# RECORDS FOR THIS TASK
────────────────────
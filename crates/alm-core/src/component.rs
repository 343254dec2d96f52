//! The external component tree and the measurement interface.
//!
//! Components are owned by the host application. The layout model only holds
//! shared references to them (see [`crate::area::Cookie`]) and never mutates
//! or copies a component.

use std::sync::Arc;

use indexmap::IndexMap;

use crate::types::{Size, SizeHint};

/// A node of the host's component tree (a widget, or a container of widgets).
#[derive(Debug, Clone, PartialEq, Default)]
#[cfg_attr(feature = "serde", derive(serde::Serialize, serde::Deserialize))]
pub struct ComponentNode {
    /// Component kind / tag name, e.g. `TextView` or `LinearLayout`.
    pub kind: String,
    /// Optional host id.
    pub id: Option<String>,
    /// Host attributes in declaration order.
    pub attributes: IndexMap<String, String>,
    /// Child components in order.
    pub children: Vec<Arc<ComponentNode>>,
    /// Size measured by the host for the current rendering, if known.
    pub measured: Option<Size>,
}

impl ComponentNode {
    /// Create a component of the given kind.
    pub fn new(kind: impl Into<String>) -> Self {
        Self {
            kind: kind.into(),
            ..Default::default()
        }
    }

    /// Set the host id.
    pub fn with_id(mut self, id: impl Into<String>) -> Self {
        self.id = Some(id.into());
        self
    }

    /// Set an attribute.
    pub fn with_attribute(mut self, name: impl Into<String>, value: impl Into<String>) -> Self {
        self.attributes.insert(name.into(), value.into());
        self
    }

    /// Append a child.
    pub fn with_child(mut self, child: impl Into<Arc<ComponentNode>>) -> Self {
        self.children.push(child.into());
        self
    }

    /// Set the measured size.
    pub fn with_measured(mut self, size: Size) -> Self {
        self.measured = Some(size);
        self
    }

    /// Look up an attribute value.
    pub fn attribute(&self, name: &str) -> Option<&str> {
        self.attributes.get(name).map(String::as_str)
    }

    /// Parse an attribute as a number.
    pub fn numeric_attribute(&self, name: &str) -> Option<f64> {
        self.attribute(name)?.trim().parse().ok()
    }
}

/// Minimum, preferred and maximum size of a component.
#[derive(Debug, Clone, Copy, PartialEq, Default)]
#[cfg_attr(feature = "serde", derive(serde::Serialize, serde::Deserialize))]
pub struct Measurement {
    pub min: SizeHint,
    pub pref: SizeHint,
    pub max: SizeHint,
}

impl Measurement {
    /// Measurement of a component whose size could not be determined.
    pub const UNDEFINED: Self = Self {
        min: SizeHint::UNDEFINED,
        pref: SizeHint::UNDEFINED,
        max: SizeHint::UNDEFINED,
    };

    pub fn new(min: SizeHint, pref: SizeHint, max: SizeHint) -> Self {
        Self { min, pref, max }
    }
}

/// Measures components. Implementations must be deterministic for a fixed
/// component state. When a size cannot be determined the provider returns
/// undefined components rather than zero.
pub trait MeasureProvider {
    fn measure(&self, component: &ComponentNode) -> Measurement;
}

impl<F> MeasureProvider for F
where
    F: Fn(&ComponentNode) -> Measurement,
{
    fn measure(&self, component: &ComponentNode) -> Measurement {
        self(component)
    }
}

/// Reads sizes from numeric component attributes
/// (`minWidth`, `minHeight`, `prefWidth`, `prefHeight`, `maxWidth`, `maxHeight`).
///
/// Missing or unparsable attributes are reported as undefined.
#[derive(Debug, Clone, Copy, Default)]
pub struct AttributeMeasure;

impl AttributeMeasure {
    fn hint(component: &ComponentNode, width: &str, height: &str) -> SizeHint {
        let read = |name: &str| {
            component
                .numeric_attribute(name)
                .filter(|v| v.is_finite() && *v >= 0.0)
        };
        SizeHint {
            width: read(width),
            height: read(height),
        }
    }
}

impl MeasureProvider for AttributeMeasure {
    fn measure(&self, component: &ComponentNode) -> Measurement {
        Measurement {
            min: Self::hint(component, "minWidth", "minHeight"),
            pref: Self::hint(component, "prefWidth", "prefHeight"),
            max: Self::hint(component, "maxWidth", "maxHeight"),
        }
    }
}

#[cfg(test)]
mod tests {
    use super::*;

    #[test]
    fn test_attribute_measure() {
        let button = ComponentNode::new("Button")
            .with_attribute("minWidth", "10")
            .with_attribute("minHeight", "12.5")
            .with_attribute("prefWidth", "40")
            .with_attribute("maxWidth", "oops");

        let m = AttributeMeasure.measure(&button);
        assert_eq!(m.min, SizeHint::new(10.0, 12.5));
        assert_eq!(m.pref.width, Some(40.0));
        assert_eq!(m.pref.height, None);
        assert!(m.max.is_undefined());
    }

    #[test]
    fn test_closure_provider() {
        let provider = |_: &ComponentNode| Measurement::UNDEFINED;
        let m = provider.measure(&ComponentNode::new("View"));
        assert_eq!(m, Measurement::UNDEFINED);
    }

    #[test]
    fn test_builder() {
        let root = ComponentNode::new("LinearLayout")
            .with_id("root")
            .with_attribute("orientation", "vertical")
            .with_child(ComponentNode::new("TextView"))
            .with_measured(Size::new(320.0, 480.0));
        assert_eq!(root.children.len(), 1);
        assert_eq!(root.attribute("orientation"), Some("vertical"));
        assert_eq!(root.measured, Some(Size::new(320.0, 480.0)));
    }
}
────────────────────
# WHAT YOU NEED TO DO
Return every entry exactly; no line may be missing.

# SOLUTION TO THIS TASK
filename crates/alm-core/src/component.rs
repository 343254dec2d96f52
//! The external component tree and the measurement interface.
//!
//! Components are owned by the host application. The layout model only holds
//! shared references to them (see [`crate::area::Cookie`]) and never mutates
//! or copies a component.

use std::sync::Arc;

use indexmap::IndexMap;

use crate::types::{Size, SizeHint};

/// A node of the host's component tree (a widget, or a container of widgets).
#[derive(Debug, Clone, PartialEq, Default)]
#[cfg_attr(feature = "serde", derive(serde::Serialize, serde::Deserialize))]
pub struct ComponentNode {
    /// Component kind / tag name, e.g. `TextView` or `LinearLayout`.
    pub kind: String,
    /// Optional host id.
    pub id: Option<String>,
    /// Host attributes in declaration order.
    pub attributes: IndexMap<String, String>,
    /// Child components in order.
    pub children: Vec<Arc<ComponentNode>>,
    /// Size measured by the host for the current rendering, if known.
    pub measured: Option<Size>,
}

impl ComponentNode {
    /// Create a component of the given kind.
    pub fn new(kind: impl Into<String>) -> Self {
        Self {
            kind: kind.into(),
            ..Default::default()
        }
    }

    /// Set the host id.
    pub fn with_id(mut self, id: impl Into<String>) -> Self {
        self.id = Some(id.into());
        self
    }

    /// Set an attribute.
    pub fn with_attribute(mut self, name: impl Into<String>, value: impl Into<String>) -> Self {
        self.attributes.insert(name.into(), value.into());
        self
    }

    /// Append a child.
    pub fn with_child(mut self, child: impl Into<Arc<ComponentNode>>) -> Self {
        self.children.push(child.into());
        self
    }

    /// Set the measured size.
    pub fn with_measured(mut self, size: Size) -> Self {
        self.measured = Some(size);
        self
    }

    /// Look up an attribute value.
    pub fn attribute(&self, name: &str) -> Option<&str> {
        self.attributes.get(name).map(String::as_str)
    }

    /// Parse an attribute as a number.
    pub fn numeric_attribute(&self, name: &str) -> Option<f64> {
        self.attribute(name)?.trim().parse().ok()
    }
}

/// Minimum, preferred and maximum size of a component.
#[derive(Debug, Clone, Copy, PartialEq, Default)]
#[cfg_attr(feature = "serde", derive(serde::Serialize, serde::Deserialize))]
pub struct Measurement {
    pub min: SizeHint,
    pub pref: SizeHint,
    pub max: SizeHint,
}

impl Measurement {
    /// Measurement of a component whose size could not be determined.
    pub const UNDEFINED: Self = Self {
        min: SizeHint::UNDEFINED,
        pref: SizeHint::UNDEFINED,
        max: SizeHint::UNDEFINED,
    };

    pub fn new(min: SizeHint, pref: SizeHint, max: SizeHint) -> Self {
        Self { min, pref, max }
    }
}

/// Measures components. Implementations must be deterministic for a fixed
/// component state. When a size cannot be determined the provider returns
/// undefined components rather than zero.
pub trait MeasureProvider {
    fn measure(&self, component: &ComponentNode) -> Measurement;
}

impl<F> MeasureProvider for F
where
    F: Fn(&ComponentNode) -> Measurement,
{
    fn measure(&self, component: &ComponentNode) -> Measurement {
        self(component)
    }
}

/// Reads sizes from numeric component attributes
/// (`minWidth`, `minHeight`, `prefWidth`, `prefHeight`, `maxWidth`, `maxHeight`).
///
/// Missing or unparsable attributes are reported as undefined.
#[derive(Debug, Clone, Copy, Default)]
pub struct AttributeMeasure;

impl AttributeMeasure {
    fn hint(component: &ComponentNode, width: &str, height: &str) -> SizeHint {
        let read = |name: &str| {
            component
                .numeric_attribute(name)
                .filter(|v| v.is_finite() && *v >= 0.0)
        };
        SizeHint {
            width: read(width),
            height: read(height),
        }
    }
}

impl MeasureProvider for AttributeMeasure {
    fn measure(&self, component: &ComponentNode) -> Measurement {
        Measurement {
            min: Self::hint(component, "minWidth", "minHeight"),
            pref: Self::hint(component, "prefWidth", "prefHeight"),
            max: Self::hint(component, "maxWidth", "maxHeight"),
        }
    }
}

#[cfg(test)]
mod tests {
    use super::*;

    #[test]
    fn test_attribute_measure() {
        let button = ComponentNode::new("Button")
            .with_attribute("minWidth", "10")
            .with_attribute("minHeight", "12.5")
            .with_attribute("prefWidth", "40")
            .with_attribute("maxWidth", "oops");

        let m = AttributeMeasure.measure(&button);
        assert_eq!(m.min, SizeHint::new(10.0, 12.5));
        assert_eq!(m.pref.width, Some(40.0));
        assert_eq!(m.pref.height, None);
        assert!(m.max.is_undefined());
    }

    #[test]
    fn test_closure_provider() {
        let provider = |_: &ComponentNode| Measurement::UNDEFINED;
        let m = provider.measure(&ComponentNode::new("View"));
        assert_eq!(m, Measurement::UNDEFINED);
    }

    #[test]
    fn test_builder() {
        let root = ComponentNode::new("LinearLayout")
            .with_id("root")
            .with_attribute("orientation", "vertical")
            .with_child(ComponentNode::new("TextView"))
            .with_measured(Size::new(320.0, 480.0));
        assert_eq!(root.children.len(), 1);
        assert_eq!(root.attribute("orientation"), Some("vertical"));
        assert_eq!(root.measured, Some(Size::new(320.0, 480.0)));
    }
}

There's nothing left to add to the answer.